RECORD SET Start Marker
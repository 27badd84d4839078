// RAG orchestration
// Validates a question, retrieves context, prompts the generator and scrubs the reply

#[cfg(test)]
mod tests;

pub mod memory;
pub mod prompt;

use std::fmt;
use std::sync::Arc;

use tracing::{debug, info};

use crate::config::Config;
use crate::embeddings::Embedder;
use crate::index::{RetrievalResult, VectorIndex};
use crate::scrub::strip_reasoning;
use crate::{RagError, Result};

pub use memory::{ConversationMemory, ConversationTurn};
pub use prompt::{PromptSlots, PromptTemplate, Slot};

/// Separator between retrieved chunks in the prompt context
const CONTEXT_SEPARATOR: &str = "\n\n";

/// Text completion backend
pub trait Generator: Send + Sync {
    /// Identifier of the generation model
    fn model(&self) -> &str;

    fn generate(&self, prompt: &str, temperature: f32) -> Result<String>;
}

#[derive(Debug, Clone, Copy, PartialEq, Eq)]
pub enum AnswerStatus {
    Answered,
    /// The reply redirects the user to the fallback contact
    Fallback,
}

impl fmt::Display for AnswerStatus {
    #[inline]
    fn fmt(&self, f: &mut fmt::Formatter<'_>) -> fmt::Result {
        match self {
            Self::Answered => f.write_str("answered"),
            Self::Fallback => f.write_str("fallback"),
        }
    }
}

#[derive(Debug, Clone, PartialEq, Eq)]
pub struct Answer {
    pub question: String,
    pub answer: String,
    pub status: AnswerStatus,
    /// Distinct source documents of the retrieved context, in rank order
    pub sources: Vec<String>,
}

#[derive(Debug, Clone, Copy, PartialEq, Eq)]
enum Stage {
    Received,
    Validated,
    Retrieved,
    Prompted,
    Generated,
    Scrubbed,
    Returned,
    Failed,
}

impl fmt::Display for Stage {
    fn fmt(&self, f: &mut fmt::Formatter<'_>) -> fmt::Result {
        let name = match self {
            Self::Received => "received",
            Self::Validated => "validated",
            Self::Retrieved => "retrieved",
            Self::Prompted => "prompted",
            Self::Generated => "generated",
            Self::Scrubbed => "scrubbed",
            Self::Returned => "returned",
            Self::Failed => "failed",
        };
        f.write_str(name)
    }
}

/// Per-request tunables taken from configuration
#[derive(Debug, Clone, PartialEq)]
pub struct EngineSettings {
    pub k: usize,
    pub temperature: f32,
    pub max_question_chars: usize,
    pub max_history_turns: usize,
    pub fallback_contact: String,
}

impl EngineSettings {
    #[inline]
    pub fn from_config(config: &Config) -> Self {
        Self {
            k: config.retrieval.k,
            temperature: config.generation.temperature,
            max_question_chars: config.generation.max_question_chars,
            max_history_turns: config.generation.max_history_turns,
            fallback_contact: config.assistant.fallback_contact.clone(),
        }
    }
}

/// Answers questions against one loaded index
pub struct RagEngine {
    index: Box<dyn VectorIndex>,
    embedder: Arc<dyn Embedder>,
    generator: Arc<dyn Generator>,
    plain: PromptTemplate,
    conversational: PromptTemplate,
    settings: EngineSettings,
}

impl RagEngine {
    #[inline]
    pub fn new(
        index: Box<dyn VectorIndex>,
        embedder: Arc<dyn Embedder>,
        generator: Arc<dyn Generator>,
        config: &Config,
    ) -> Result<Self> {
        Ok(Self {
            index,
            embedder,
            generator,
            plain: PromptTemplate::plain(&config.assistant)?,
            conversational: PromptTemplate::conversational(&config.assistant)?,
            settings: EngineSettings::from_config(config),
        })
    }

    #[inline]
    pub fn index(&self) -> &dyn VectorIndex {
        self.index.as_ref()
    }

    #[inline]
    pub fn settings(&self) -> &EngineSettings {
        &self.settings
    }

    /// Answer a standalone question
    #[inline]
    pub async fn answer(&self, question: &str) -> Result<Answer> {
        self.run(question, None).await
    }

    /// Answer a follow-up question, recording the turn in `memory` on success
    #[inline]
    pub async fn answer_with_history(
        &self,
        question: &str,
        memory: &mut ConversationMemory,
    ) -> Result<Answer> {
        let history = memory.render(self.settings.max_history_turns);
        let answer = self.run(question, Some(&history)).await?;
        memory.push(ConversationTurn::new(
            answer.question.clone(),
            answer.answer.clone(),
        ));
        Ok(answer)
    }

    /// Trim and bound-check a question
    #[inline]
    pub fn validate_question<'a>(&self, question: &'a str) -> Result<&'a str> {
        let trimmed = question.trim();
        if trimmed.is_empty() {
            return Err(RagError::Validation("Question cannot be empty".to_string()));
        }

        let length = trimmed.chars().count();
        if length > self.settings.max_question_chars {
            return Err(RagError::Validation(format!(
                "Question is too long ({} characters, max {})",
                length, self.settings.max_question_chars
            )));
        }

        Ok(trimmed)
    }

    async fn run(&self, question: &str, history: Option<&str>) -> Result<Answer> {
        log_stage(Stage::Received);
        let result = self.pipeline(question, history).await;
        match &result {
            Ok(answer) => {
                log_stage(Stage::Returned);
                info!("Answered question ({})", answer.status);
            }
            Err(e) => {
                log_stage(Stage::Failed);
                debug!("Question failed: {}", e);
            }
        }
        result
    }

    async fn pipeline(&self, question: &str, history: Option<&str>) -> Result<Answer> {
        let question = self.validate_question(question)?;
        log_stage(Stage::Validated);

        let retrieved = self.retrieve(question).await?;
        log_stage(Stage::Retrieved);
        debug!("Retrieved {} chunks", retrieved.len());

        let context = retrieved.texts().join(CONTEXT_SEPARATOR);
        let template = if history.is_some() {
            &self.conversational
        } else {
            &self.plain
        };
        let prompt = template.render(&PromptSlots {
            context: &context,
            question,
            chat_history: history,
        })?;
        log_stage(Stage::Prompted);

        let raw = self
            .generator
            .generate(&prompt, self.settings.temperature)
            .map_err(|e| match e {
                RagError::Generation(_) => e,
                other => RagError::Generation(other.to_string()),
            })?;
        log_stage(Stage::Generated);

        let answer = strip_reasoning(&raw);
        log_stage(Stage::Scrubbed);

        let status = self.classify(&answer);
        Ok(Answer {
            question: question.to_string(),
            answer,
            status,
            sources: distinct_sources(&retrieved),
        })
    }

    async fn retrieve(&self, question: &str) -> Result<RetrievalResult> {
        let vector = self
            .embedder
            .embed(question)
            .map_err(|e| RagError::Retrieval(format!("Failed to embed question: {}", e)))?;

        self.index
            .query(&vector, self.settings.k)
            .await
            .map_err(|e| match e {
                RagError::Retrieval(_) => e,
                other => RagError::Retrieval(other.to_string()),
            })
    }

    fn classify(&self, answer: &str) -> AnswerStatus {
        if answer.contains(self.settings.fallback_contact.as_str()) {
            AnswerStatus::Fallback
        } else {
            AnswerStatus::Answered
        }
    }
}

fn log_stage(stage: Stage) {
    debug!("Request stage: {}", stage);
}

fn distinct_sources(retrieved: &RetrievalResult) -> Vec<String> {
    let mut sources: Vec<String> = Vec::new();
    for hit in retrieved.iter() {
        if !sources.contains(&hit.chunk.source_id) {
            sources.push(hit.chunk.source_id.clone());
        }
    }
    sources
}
RECORD SET End Marker
Looking at the records, how many of the lines contain the string "assistant"? Only the number should be given.

## REPLY:
3